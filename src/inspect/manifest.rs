//! Dependency manifest parsers.
//!
//! `requirements.txt` is read line by line; `package.json` is parsed as JSON
//! and only the keys of its `dependencies` object are kept. A parse failure
//! is reported as [`ManifestParseError`] and the caller treats the manifest
//! as carrying no evidence.

use std::path::Path;
use thiserror::Error;

#[derive(Debug, Error)]
pub enum ManifestParseError {
    #[error("{path}: invalid JSON: {source}")]
    InvalidJson {
        path: String,
        #[source]
        source: serde_json::Error,
    },

    #[error("{path}: manifest is not valid UTF-8")]
    NotUtf8 { path: String },

    #[error("{path}: expected a JSON object at the top level")]
    NotAnObject { path: String },

    #[error("{path}: {source}")]
    Io {
        path: String,
        #[source]
        source: std::io::Error,
    },
}

fn read_manifest(path: &Path) -> Result<String, ManifestParseError> {
    let display = path.display().to_string();
    let bytes = std::fs::read(path).map_err(|source| ManifestParseError::Io {
        path: display.clone(),
        source,
    })?;
    String::from_utf8(bytes).map_err(|_| ManifestParseError::NotUtf8 { path: display })
}

/// Requirement names from a pip requirements file.
///
/// Comments, blank lines and option lines (`-r`, `--index-url`, `-e`) are
/// skipped; version specifiers, extras and environment markers are stripped.
pub fn parse_requirements(content: &str) -> Vec<String> {
    let mut names: Vec<String> = Vec::new();

    for line in content.lines() {
        let line = line.split('#').next().unwrap_or("").trim();
        if line.is_empty() || line.starts_with('-') {
            continue;
        }

        let end = line
            .find(|c: char| !(c.is_ascii_alphanumeric() || c == '-' || c == '_' || c == '.'))
            .unwrap_or(line.len());
        let name = &line[..end];
        if name.is_empty() {
            continue;
        }
        if !names.iter().any(|n| n.eq_ignore_ascii_case(name)) {
            names.push(name.to_string());
        }
    }

    names
}

pub fn read_requirements(path: &Path) -> Result<Vec<String>, ManifestParseError> {
    read_manifest(path).map(|content| parse_requirements(&content))
}

/// Keys of the `dependencies` object of a package.json document, in
/// document order. A document without `dependencies` yields an empty list.
pub fn parse_package_json(content: &str, path: &str) -> Result<Vec<String>, ManifestParseError> {
    let parsed: serde_json::Value =
        serde_json::from_str(content).map_err(|source| ManifestParseError::InvalidJson {
            path: path.to_string(),
            source,
        })?;

    let root = parsed
        .as_object()
        .ok_or_else(|| ManifestParseError::NotAnObject {
            path: path.to_string(),
        })?;

    Ok(root
        .get("dependencies")
        .and_then(|v| v.as_object())
        .map(|deps| deps.keys().cloned().collect())
        .unwrap_or_default())
}

pub fn read_package_json(path: &Path) -> Result<Vec<String>, ManifestParseError> {
    let content = read_manifest(path)?;
    parse_package_json(&content, &path.display().to_string())
}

====

# WHAT NEEDS TO BE DONE
Each line holding the word "names" must be pulled from the records.

# SOLUTION TO THIS TASK
/// Requirement names from a pip requirements file.
    let mut names: Vec<String> = Vec::new();
        if !names.iter().any(|n| n.eq_ignore_ascii_case(name)) {
            names.push(name.to_string());
    names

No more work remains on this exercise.